Soon after, #JakePaulIsOverParty began trending on Twitter as folks slammed the social media star for his comments. One Twitter user said, "Okay but he already had it bad and then he went and called a dude with an accent a terrorist in his vlog. disgusting."
He accused another YouTuber of assault
In August 2017, Paul’s pile of controversies grew even deeper when he shared a video with fans titled "My assistant was assaulted…" In the clip, he accuses fellow YouTuber FaZe Banks of assaulting his assistant in a club. In the 23-minute video, which attracted nearly 10 million views in less than a month, Paul’s assistant claims she crossed paths with FaZe while partying and that FaZe stuck out his arm and clotheslined her, bruising her neck as he tried to pull her toward him.
FaZe wasted no time filming an emotional response to fight back against the accusations. "I don’t think I’ve ever been this upset in my whole life. Ninety-nine percent of what this kid said was fabricated and absolutely not true. I’ve never seen this person ever." He continued, "I don’t remember doing that… There is a possibility. Maybe I was dancing or something and bumped into this girl… obviously this s**t wasn’t intentional, if it happened at all."

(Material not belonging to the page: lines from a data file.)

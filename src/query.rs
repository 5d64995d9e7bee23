//! Country filtering and lookup.
//!
//! The three criteria (region, complexity, search term) compose as a
//! conjunction. Filtering never reorders records: the result is always a
//! subsequence of the dataset in its original order.

use crate::domain::{Complexity, Country, Region};

/// The active selection criteria. `None`/empty means "all".
#[derive(Debug, Clone, Default, PartialEq)]
pub struct CountryFilter {
    pub region: Option<Region>,
    pub complexity: Option<Complexity>,
    /// Free-text term, matched case-insensitively as a substring of the
    /// name, the region label, or any tax-type entry.
    pub search: String,
}

impl CountryFilter {
    pub fn is_empty(&self) -> bool {
        self.region.is_none() && self.complexity.is_none() && self.search.trim().is_empty()
    }

    /// Indices of the records satisfying every active criterion, in
    /// dataset order.
    pub fn apply_indices(&self, countries: &[Country]) -> Vec<usize> {
        let term = self.search.trim().to_lowercase();
        countries
            .iter()
            .enumerate()
            .filter(|(_, country)| self.matches(country, &term))
            .map(|(index, _)| index)
            .collect()
    }

    /// References to the records satisfying every active criterion.
    pub fn apply<'a>(&self, countries: &'a [Country]) -> Vec<&'a Country> {
        self.apply_indices(countries)
            .into_iter()
            .map(|index| &countries[index])
            .collect()
    }

    fn matches(&self, country: &Country, term: &str) -> bool {
        if let Some(region) = self.region {
            if country.region != region {
                return false;
            }
        }

        if let Some(tier) = self.complexity {
            if country.complexity != tier {
                return false;
            }
        }

        if !term.is_empty() {
            let in_name = country.name.to_lowercase().contains(term);
            let in_region = country.region.display_name().to_lowercase().contains(term);
            let in_tax_types = country
                .tax_types
                .iter()
                .any(|tax| tax.to_lowercase().contains(term));
            if !(in_name || in_region || in_tax_types) {
                return false;
            }
        }

        true
    }

    /// One-line summary of the active criteria for headers and status lines.
    pub fn describe(&self) -> String {
        let mut parts = Vec::new();
        if let Some(region) = self.region {
            parts.push(format!("region={}", region.display_name()));
        }
        if let Some(tier) = self.complexity {
            parts.push(format!("complexity={}", tier.display_name()));
        }
        let term = self.search.trim();
        if !term.is_empty() {
            parts.push(format!("search=\"{term}\""));
        }
        if parts.is_empty() {
            "none".to_string()
        } else {
            parts.join("  ")
        }
    }
}

/// Look up a record by its detail-view key (country code or name).
///
/// An exact code match wins, then a case-insensitive code match, then a
/// case-insensitive name match. A miss returns `None`; callers render a
/// visible "not found" state.
pub fn find<'a>(countries: &'a [Country], key: &str) -> Option<&'a Country> {
    let key = key.trim();
    countries
        .iter()
        .find(|country| country.code == key)
        .or_else(|| {
            countries
                .iter()
                .find(|country| country.code.eq_ignore_ascii_case(key))
        })
        .or_else(|| {
            countries
                .iter()
                .find(|country| country.name.eq_ignore_ascii_case(key))
        })
}

#[cfg(test)]
mod tests {
    use super::*;
    use crate::data::fallback::embedded_countries;

    fn names(matched: &[&Country]) -> Vec<String> {
        matched.iter().map(|c| c.name.clone()).collect()
    }

    #[test]
    fn empty_filter_passes_everything_in_order() {
        let countries = embedded_countries();
        let filter = CountryFilter::default();
        let matched = filter.apply(&countries);
        assert_eq!(matched.len(), countries.len());
        for (got, want) in matched.iter().zip(countries.iter()) {
            assert_eq!(got.code, want.code);
        }
    }

    #[test]
    fn region_apj_yields_india_china_australia() {
        let countries = embedded_countries();
        let filter = CountryFilter {
            region: Some(Region::Apj),
            ..CountryFilter::default()
        };
        assert_eq!(names(&filter.apply(&countries)), vec!["India", "China", "Australia"]);
    }

    #[test]
    fn complexity_high_yields_india_brazil_china() {
        let countries = embedded_countries();
        let filter = CountryFilter {
            complexity: Complexity::parse("high"),
            ..CountryFilter::default()
        };
        assert_eq!(names(&filter.apply(&countries)), vec!["India", "Brazil", "China"]);
    }

    #[test]
    fn search_tds_matches_tax_type_substring() {
        let countries = embedded_countries();
        let filter = CountryFilter {
            search: "TDS".to_string(),
            ..CountryFilter::default()
        };
        assert_eq!(names(&filter.apply(&countries)), vec!["India"]);
    }

    #[test]
    fn search_is_case_insensitive() {
        let countries = embedded_countries();
        let lower = CountryFilter {
            search: "india".to_string(),
            ..CountryFilter::default()
        };
        let upper = CountryFilter {
            search: "INDIA".to_string(),
            ..CountryFilter::default()
        };
        assert_eq!(
            names(&lower.apply(&countries)),
            names(&upper.apply(&countries))
        );
        assert_eq!(names(&lower.apply(&countries)), vec!["India"]);
    }

    #[test]
    fn search_matches_region_label() {
        let countries = embedded_countries();
        let filter = CountryFilter {
            search: "latam".to_string(),
            ..CountryFilter::default()
        };
        assert_eq!(names(&filter.apply(&countries)), vec!["Brazil", "Mexico"]);
    }

    #[test]
    fn criteria_compose_as_a_conjunction() {
        let countries = embedded_countries();
        let filter = CountryFilter {
            region: Some(Region::Apj),
            complexity: Some(Complexity::High),
            search: "tds".to_string(),
        };
        let matched = filter.apply(&countries);
        assert_eq!(names(&matched), vec!["India"]);
        for country in matched {
            assert_eq!(country.region, Region::Apj);
            assert_eq!(country.complexity, Complexity::High);
            assert!(country.tax_types.iter().any(|t| t.to_lowercase().contains("tds")));
        }

        // Tightening one criterion can only shrink the result.
        let loose = CountryFilter {
            region: Some(Region::Apj),
            ..CountryFilter::default()
        };
        assert!(loose.apply(&countries).len() >= 1);
    }

    #[test]
    fn conjunction_with_disjoint_criteria_is_empty() {
        let countries = embedded_countries();
        let filter = CountryFilter {
            region: Some(Region::Emea),
            search: "TDS".to_string(),
            ..CountryFilter::default()
        };
        assert!(filter.apply(&countries).is_empty());
    }

    #[test]
    fn filtering_is_idempotent() {
        let countries = embedded_countries();
        let filter = CountryFilter {
            region: Some(Region::Apj),
            complexity: Some(Complexity::High),
            ..CountryFilter::default()
        };
        let first = filter.apply_indices(&countries);
        let second = filter.apply_indices(&countries);
        assert_eq!(first, second);
    }

    #[test]
    fn find_matches_code_then_name() {
        let countries = embedded_countries();
        assert_eq!(find(&countries, "IN").map(|c| c.name.as_str()), Some("India"));
        assert_eq!(find(&countries, "in").map(|c| c.name.as_str()), Some("India"));
        assert_eq!(find(&countries, "india").map(|c| c.name.as_str()), Some("India"));
        assert_eq!(
            find(&countries, "United Kingdom").map(|c| c.code.as_str()),
            Some("GB")
        );
    }

    #[test]
    fn find_miss_is_none_not_a_panic() {
        let countries = embedded_countries();
        assert!(find(&countries, "ZZ").is_none());
        assert!(find(&countries, "").is_none());
    }

    #[test]
    fn describe_summarizes_active_criteria() {
        let filter = CountryFilter {
            region: Some(Region::Apj),
            complexity: Some(Complexity::High),
            search: " tds ".to_string(),
        };
        let summary = filter.describe();
        assert!(summary.contains("region=APJ"));
        assert!(summary.contains("complexity=High"));
        assert!(summary.contains("search=\"tds\""));
        assert_eq!(CountryFilter::default().describe(), "none");
    }
}
//! Application error type shared by every fallible path.
//!
//! Exit-code convention:
//!
//! - `2` — usage/input errors (bad flags, unreadable input paths)
//! - `4` — runtime/data errors (network failures, malformed datasets,
//!   lookups that miss)

#[derive(Clone)]
pub struct AppError {
    exit_code: u8,
    message: String,
}

impl AppError {
    pub fn new(exit_code: u8, message: impl Into<String>) -> Self {
        Self {
            exit_code,
            message: message.into(),
        }
    }

    /// A usage/input error (exit code 2).
    pub fn input(message: impl Into<String>) -> Self {
        Self::new(2, message)
    }

    /// A runtime/data error (exit code 4).
    pub fn data(message: impl Into<String>) -> Self {
        Self::new(4, message)
    }

    pub fn exit_code(&self) -> u8 {
        self.exit_code
    }
}

impl std::fmt::Display for AppError {
    fn fmt(&self, f: &mut std::fmt::Formatter<'_>) -> std::fmt::Result {
        write!(f, "{}", self.message)
    }
}

impl std::fmt::Debug for AppError {
    fn fmt(&self, f: &mut std::fmt::Formatter<'_>) -> std::fmt::Result {
        f.debug_struct("AppError")
            .field("exit_code", &self.exit_code)
            .field("message", &self.message)
            .finish()
    }
}

impl std::error::Error for AppError {}
//! Command-line parsing for the WHT country atlas.
//!
//! The goal of this module is to keep **argument parsing** and **command dispatch**
//! separate from the loading/filtering code.

use clap::{Parser, Subcommand, ValueEnum};

use crate::domain::{Complexity, Region};

/// Top-level CLI.
#[derive(Debug, Parser)]
#[command(name = "wht", version, about = "Withholding-tax country compliance atlas")]
pub struct Cli {
    #[command(subcommand)]
    pub command: Command,
}

/// CLI subcommands.
#[derive(Debug, Subcommand)]
pub enum Command {
    /// List countries matching the active filters.
    List(ListArgs),
    /// Show the full compliance detail for one country.
    Show(ShowArgs),
    /// Summarize the dataset by region.
    Regions(SourceArgs),
    /// Launch the interactive browser.
    ///
    /// This uses the same loading and filtering as `wht list`, but renders
    /// the collection in a terminal UI using Ratatui.
    Tui(ListArgs),
}

/// Dataset source options shared by every subcommand.
#[derive(Debug, Parser, Clone, Default)]
pub struct SourceArgs {
    /// Dataset location: a JSON file path or an http(s) URL
    /// (default: $WHT_DATA_URL, then data/countries.json).
    #[arg(long, value_name = "PATH_OR_URL")]
    pub data: Option<String>,
}

/// Common options for listing and browsing.
#[derive(Debug, Parser, Clone, Default)]
pub struct ListArgs {
    #[command(flatten)]
    pub source: SourceArgs,

    /// Keep only countries in this region.
    #[arg(short = 'r', long, value_enum, ignore_case = true)]
    pub region: Option<Region>,

    /// Keep only countries in this complexity tier.
    #[arg(short = 'c', long, value_enum, ignore_case = true)]
    pub complexity: Option<Complexity>,

    /// Case-insensitive substring match on name, region, or tax types.
    #[arg(short = 's', long, default_value = "")]
    pub search: String,

    /// Show at most N rows (0 = unlimited).
    #[arg(long, default_value_t = 0, value_name = "N")]
    pub limit: usize,

    /// Output format (table for humans, json/csv for scripting).
    #[arg(long, value_enum, default_value_t)]
    pub output: OutputFormat,
}

/// Options for the detail view.
#[derive(Debug, Parser)]
pub struct ShowArgs {
    /// Country code or name.
    pub country: String,

    #[command(flatten)]
    pub source: SourceArgs,
}

/// Supported list output formats.
#[derive(Copy, Clone, Debug, Eq, PartialEq, ValueEnum, Default)]
pub enum OutputFormat {
    #[default]
    Table,
    Json,
    Csv,
}

impl std::fmt::Display for OutputFormat {
    fn fmt(&self, f: &mut std::fmt::Formatter<'_>) -> std::fmt::Result {
        f.write_str(match self {
            Self::Table => "table",
            Self::Json => "json",
            Self::Csv => "csv",
        })
    }
}
//! Domain types used throughout the crate.
//!
//! This module defines:
//!
//! - the categorical enums (`Region`, `Complexity`)
//! - the validated country record (`Country`)

pub mod types;

pub use types::*;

Paul’s followers began questioning the legitimacy of his accusatory video, and in the court of public opinion, it seemed his reputation was taking a serious hit. Then Max Beaumont, a member of Paul’s Team 10, quit the crew and came forward with his side of the story. Beaumont said he was at the club that night with the alleged victim. "I believe that, if anything, you accidentally bumped into her," Beaumont told FaZe in a YouTube interview. "I can’t explain the bruise and she’s my best friend for seven years, so it’s so hard for me to say this, but the way I saw you that night, I don’t see how it’s a possibility that you went from this nice guy who came over and gave me a hug to someone who started swinging at her afterward."